EXERCISE PROMPT =>
Your answer should consist of the lines in the data below that contain "open".

[Collected data]
○ ○ ○ ○ ○ ○ ○
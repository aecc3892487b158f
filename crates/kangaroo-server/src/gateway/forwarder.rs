//! Forward-request handling: resolve, evaluate policy, prove adjacency,
//! dial, splice.
//!
//! ```text
//! Received → Resolved → Evaluated ─┬─ Denied                 (reject)
//!                                  └─ [ProofRequired] ─┬─ Unproved (reject)
//!                                                      └─ Proved
//!          → Dialed (or dial failure: reject) → Spliced → Closed
//! ```
//!
//! Every rejection is local to the request: it is logged, returned to the
//! transport as a [`Rejection`], and nothing else is affected.
//!
//! [`GatewayForwarder::admit`] is the synchronous part that runs while the
//! channel open is being answered. It never touches the network, so IP-literal
//! destinations that policy denies are refused outright. Everything that may
//! block (resolution, the adjacency proof and the dial) happens in
//! [`GatewayForwarder::open`], which the transport runs off its session loop.

use super::prober::AdjacencyProber;
use super::resolver::DnsResolver;
use super::splice::{spawn_splice, SpliceStats};
use kangaroo_core::{Decision, DirectTcpip, ForwardRequest, PolicyTable};
use std::fmt;
use std::future::Future;
use std::io;
use std::net::IpAddr;
use std::sync::Arc;
use std::time::Duration;
use tokio::io::{AsyncRead, AsyncWrite};
use tokio::net::TcpStream;
use tokio::task::JoinHandle;
use tracing::{debug, info, warn};

/// Outcome class reported to the transport when a channel is refused.
#[derive(Debug, Clone, Copy, PartialEq, Eq)]
pub enum RejectKind {
    /// Malformed request, resolution, dial or channel failure.
    ConnectionFailed,
    /// Policy denial or failed adjacency proof.
    AdministrativelyProhibited,
}

/// Why a forward request was refused.
#[derive(Debug, Clone, PartialEq, Eq)]
pub struct Rejection {
    pub kind: RejectKind,
    pub reason: String,
}

impl Rejection {
    fn failed(reason: impl Into<String>) -> Self {
        Self {
            kind: RejectKind::ConnectionFailed,
            reason: reason.into(),
        }
    }

    fn prohibited(reason: impl Into<String>) -> Self {
        Self {
            kind: RejectKind::AdministrativelyProhibited,
            reason: reason.into(),
        }
    }
}

impl fmt::Display for Rejection {
    fn fmt(&self, f: &mut fmt::Formatter<'_>) -> fmt::Result {
        let kind = match self.kind {
            RejectKind::ConnectionFailed => "connection failed",
            RejectKind::AdministrativelyProhibited => "administratively prohibited",
        };
        write!(f, "{kind}: {}", self.reason)
    }
}

/// Authorizes and carries out forward requests.
///
/// Holds the read-only policy table and the configured prober; cheap to share
/// behind an `Arc` across every session.
pub struct GatewayForwarder {
    policy: Arc<PolicyTable>,
    prober: Arc<dyn AdjacencyProber>,
    dial_timeout: Duration,
}

impl GatewayForwarder {
    pub fn new(
        policy: Arc<PolicyTable>,
        prober: Arc<dyn AdjacencyProber>,
        dial_timeout: Duration,
    ) -> Self {
        Self {
            policy,
            prober,
            dial_timeout,
        }
    }

    /// Run a request up to and including the dial.
    ///
    /// Returns the connected socket, or the [`Rejection`] for the first step
    /// that failed. Dropping the returned future cancels an in-flight dial.
    pub async fn authorize(&self, request: &ForwardRequest) -> Result<TcpStream, Rejection> {
        let src = request.source;

        // Resolved
        let dst = DnsResolver::resolve_first(&request.dest_host)
            .await
            .map_err(Rejection::failed)?;

        // Evaluated
        if self.check_policy(src, dst)? {
            // Proof
            self.prove_adjacency(dst).await?;
        }

        // Dialed
        self.dial(&request.dest_host, request.dest_port).await
    }

    /// Evaluate policy for one (source, destination) pair. Returns whether the
    /// allow requires an adjacency proof.
    fn check_policy(&self, src: IpAddr, dst: IpAddr) -> Result<bool, Rejection> {
        let decision = self.policy.evaluate(src, dst);
        debug!(src = %src, dst = %dst, ?decision, "policy evaluated");
        match &decision {
            Decision::Allow { .. } => Ok(decision.requires_link_proof()),
            Decision::Deny { policy, reason } => Err(Rejection::prohibited(format!(
                "access to {dst} is not allowed (policy {policy}: {reason})"
            ))),
            Decision::Unmatched => Err(Rejection::prohibited(format!(
                "no policy applies to {src} -> {dst}"
            ))),
        }
    }

    async fn prove_adjacency(&self, dst: IpAddr) -> Result<(), Rejection> {
        if self.prober.is_link_local(dst).await {
            debug!(dst = %dst, prober = self.prober.name(), "adjacency proved");
            Ok(())
        } else {
            Err(Rejection::prohibited(format!("{dst} is not on the local link")))
        }
    }

    /// Dial the host string from the request, not the resolved address.
    async fn dial(&self, host: &str, port: u16) -> Result<TcpStream, Rejection> {
        let host = host.trim_start_matches('[').trim_end_matches(']');
        match tokio::time::timeout(self.dial_timeout, TcpStream::connect((host, port))).await {
            Ok(Ok(stream)) => Ok(stream),
            Ok(Err(e)) => Err(Rejection::failed(e.to_string())),
            Err(_) => Err(Rejection::failed(format!(
                "connect to {host}:{port} timed out after {:?}",
                self.dial_timeout
            ))),
        }
    }

    /// Validate a `direct-tcpip` open without blocking.
    ///
    /// Builds the request from the session's remote address (`peer`, as the
    /// transport reports it) and the decoded payload. When the destination is
    /// an IP literal the policy is checked here too, so a denial is refused
    /// before any channel exists. Hostname destinations are checked by
    /// [`open`](Self::open) once resolved.
    pub fn admit(&self, peer: &str, payload: DirectTcpip) -> Result<ForwardRequest, Rejection> {
        let request = ForwardRequest::from_direct_tcpip(peer, payload).map_err(|e| {
            warn!(peer, error = %e, "rejecting malformed forward request");
            Rejection::failed(e.to_string())
        })?;
        if let Some(dst) = DnsResolver::literal(&request.dest_host) {
            if let Err(rejection) = self.check_policy(request.source, dst) {
                info!(forward = %label(&request), reason = %rejection.reason, "forward denied");
                return Err(rejection);
            }
        }
        Ok(request)
    }

    /// Handle one request end to end.
    ///
    /// On authorization, `accept` is called to accept the tunnel channel and
    /// the splice is spawned. If accepting fails the dialed socket is closed.
    pub async fn open<A, Fut, C>(
        &self,
        request: &ForwardRequest,
        accept: A,
    ) -> Result<JoinHandle<SpliceStats>, Rejection>
    where
        A: FnOnce() -> Fut,
        Fut: Future<Output = io::Result<C>>,
        C: AsyncRead + AsyncWrite + Send + 'static,
    {
        let label = label(request);

        let socket = match self.authorize(request).await {
            Ok(socket) => socket,
            Err(rejection) => {
                match rejection.kind {
                    RejectKind::AdministrativelyProhibited => {
                        info!(forward = %label, reason = %rejection.reason, "forward denied")
                    }
                    RejectKind::ConnectionFailed => {
                        warn!(forward = %label, reason = %rejection.reason, "forward failed")
                    }
                }
                return Err(rejection);
            }
        };

        let channel = match accept().await {
            Ok(channel) => channel,
            Err(e) => {
                warn!(forward = %label, error = %e, "channel accept failed");
                drop(socket);
                return Err(Rejection::failed(format!("channel accept failed: {e}")));
            }
        };

        info!(forward = %label, "forward established");
        Ok(spawn_splice(channel, socket, label))
    }
}

fn label(request: &ForwardRequest) -> String {
    format!(
        "{}:{} -> {}:{}",
        request.source, request.origin_port, request.dest_host, request.dest_port
    )
}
○ ○ ○ ○ ○ ○ ○
TASK RESPONSE =>
//! channel open is being answered. It never touches the network, so IP-literal
//! [`GatewayForwarder::open`], which the transport runs off its session loop.
    /// Validate a `direct-tcpip` open without blocking.
    /// [`open`](Self::open) once resolved.
    pub async fn open<A, Fut, C>(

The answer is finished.